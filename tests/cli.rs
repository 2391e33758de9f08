mod common;

use std::fs;

use assert_cmd::Command;
use common::{TestWorkspace, fixture_path};
use predicates::str::contains;
use schema_standardizer::metadata::RunMetadata;
use serde_json::Value as JsonValue;

fn bin() -> Command {
    Command::cargo_bin("schema-standardizer").expect("binary exists")
}

fn path_str(path: &std::path::Path) -> &str {
    path.to_str().expect("utf-8 path")
}

#[test]
fn standardize_writes_csv_and_metadata() {
    let workspace = TestWorkspace::new();
    let input = fixture_path("google_ads_campaigns.csv");
    let output = workspace.join("ads.csv");
    let metadata = workspace.join("ads.meta.json");
    bin()
        .args([
            "standardize",
            "-i",
            path_str(&input),
            "-p",
            "google_ads",
            "-r",
            "campaigns",
            "-o",
            path_str(&output),
            "-m",
            path_str(&metadata),
        ])
        .assert()
        .success();

    let csv = fs::read_to_string(&output).expect("read output");
    let mut lines = csv.lines();
    let header = lines.next().expect("header line");
    assert!(header.starts_with("\"platform\",\"date\",\"account_id\",\"campaign_id\""));
    assert!(header.ends_with("\"ctr\",\"cpc\",\"cpa\",\"roas\""));
    assert_eq!(lines.count(), 4);

    let meta = RunMetadata::load(&metadata).expect("load metadata");
    assert_eq!(meta.asset, "google_ads_campaigns");
    assert_eq!(meta.rows_before, 4);
    assert_eq!(meta.rows_after, 4);
    assert_eq!(meta.resolved_fields["spend"], "cost_micros");
    assert_eq!(meta.sums["clicks"], 45.0);
    assert_eq!(meta.unique_counts["campaign_id"], 2);
}

#[test]
fn standardize_aggregates_into_json() {
    let workspace = TestWorkspace::new();
    let input = fixture_path("google_ads_campaigns.csv");
    let output = workspace.join("ads.json");
    bin()
        .args([
            "standardize",
            "-i",
            path_str(&input),
            "-p",
            "google_ads",
            "-r",
            "campaigns",
            "--aggregate",
            "-o",
            path_str(&output),
        ])
        .assert()
        .success();

    let records: Vec<JsonValue> =
        serde_json::from_str(&fs::read_to_string(&output).expect("read json")).expect("parse json");
    assert_eq!(records.len(), 3);
    let first = &records[0];
    assert_eq!(first["campaign_id"], "c1");
    assert_eq!(first["clicks"], 40);
    assert_eq!(first["spend"].as_f64(), Some(8.0));
    assert_eq!(first["ctr"].as_f64(), Some(4.0));
    assert_eq!(first["cpc"].as_f64(), Some(0.2));
}

#[test]
fn standardize_reads_config_file_and_named_inputs() {
    let workspace = TestWorkspace::new();
    let config = fixture_path("zendesk_config.yaml");
    let input = fixture_path("zendesk_tickets.json");
    let output = workspace.join("tickets.ndjson");
    let metadata = workspace.join("tickets.meta.json");
    bin()
        .args([
            "standardize",
            "-c",
            path_str(&config),
            "-i",
            &format!("tickets={}", path_str(&input)),
            "-o",
            path_str(&output),
            "-m",
            path_str(&metadata),
        ])
        .assert()
        .success();

    let text = fs::read_to_string(&output).expect("read ndjson");
    let rows = text
        .lines()
        .map(|line| serde_json::from_str::<JsonValue>(line).expect("parse line"))
        .collect::<Vec<_>>();
    assert_eq!(rows.len(), 2);
    assert_eq!(rows[0]["ticket_id"], "101");
    assert_eq!(rows[0]["channel"], "email");
    assert_eq!(rows[0]["is_email"], "true");
    assert_eq!(rows[0]["resolution_time_hours"].as_f64(), Some(5.5));
    assert_eq!(rows[1]["is_email"], "false");
    assert!(rows[1]["resolution_time_hours"].is_null());

    let meta = RunMetadata::load(&metadata).expect("load metadata");
    assert_eq!(meta.asset, "support_tickets");
    assert_eq!(meta.group_name.as_deref(), Some("support"));
    assert_eq!(meta.rows_filtered, 1);
    assert!(meta.derived_fields.contains(&"is_email".to_string()));
}

#[test]
fn standardize_reports_missing_upstream() {
    let config = fixture_path("zendesk_config.yaml");
    let input = fixture_path("zendesk_tickets.json");
    bin()
        .args([
            "standardize",
            "-c",
            path_str(&config),
            "-i",
            &format!("other={}", path_str(&input)),
        ])
        .assert()
        .failure()
        .stderr(contains("upstream table 'tickets' was not provided"));
}

#[test]
fn standardize_rejects_unsupported_pairs() {
    let input = fixture_path("zendesk_tickets.json");
    bin()
        .args([
            "standardize",
            "-i",
            path_str(&input),
            "-p",
            "zendesk",
            "-r",
            "campaigns",
        ])
        .assert()
        .failure()
        .stderr(contains("does not support resource type 'campaigns'"));
}

#[test]
fn standardize_rejects_unknown_override_fields() {
    let input = fixture_path("google_ads_campaigns.csv");
    bin()
        .args([
            "standardize",
            "-i",
            path_str(&input),
            "-p",
            "google_ads",
            "-r",
            "campaigns",
            "--override",
            "budget=cost",
        ])
        .assert()
        .failure()
        .stderr(contains("unknown canonical field 'budget'"));
}

#[test]
fn standardize_streams_stdin_to_stdout_with_filters() {
    let csv = fs::read_to_string(fixture_path("google_ads_campaigns.csv")).expect("fixture");
    let assert = bin()
        .args([
            "standardize",
            "-i",
            "-",
            "-p",
            "google_ads",
            "-r",
            "campaigns",
            "--filter",
            "clicks >= 10",
            "--derive",
            "cost_per_conversion=spend / conversions",
        ])
        .write_stdin(csv)
        .assert()
        .success();
    let stdout = String::from_utf8(assert.get_output().stdout.clone()).expect("utf-8 stdout");
    let lines = stdout.lines().collect::<Vec<_>>();
    assert_eq!(lines.len(), 3);
    assert!(lines[0].ends_with("\"cost_per_conversion\""));
    assert!(lines[1].starts_with("\"google_ads\",\"2024-03-01\""));
    assert!(lines[1].ends_with("\"2\""));
}

#[test]
fn standardize_renders_a_table() {
    let input = fixture_path("google_ads_campaigns.csv");
    bin()
        .args([
            "standardize",
            "-i",
            path_str(&input),
            "-p",
            "google_ads",
            "-r",
            "campaigns",
            "--filter",
            "campaign_id = c2",
            "--table",
        ])
        .assert()
        .success()
        .stdout(contains("platform"))
        .stdout(contains("Brand"));
}

#[test]
fn mappings_lists_candidates_in_priority_order() {
    bin()
        .args(["mappings", "-p", "google_ads", "-r", "campaigns"])
        .assert()
        .success()
        .stdout(contains("cost_micros (micros) > metrics_cost_micros (micros)"))
        .stdout(contains("clicks / impressions * 100"));
}

#[test]
fn platforms_lists_supported_pairs() {
    bin()
        .arg("platforms")
        .assert()
        .success()
        .stdout(contains("freshdesk"))
        .stdout(contains("contacts, companies, deals"));
}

# # #

→ **WHAT THIS TASK INVOLVES**
Using the word "asset" as the filter, copy each matching line from the material.

→ **SOLUTION TO THE PROBLEM**
    assert_eq!(meta.asset, "google_ads_campaigns");
    assert_eq!(meta.asset, "support_tickets");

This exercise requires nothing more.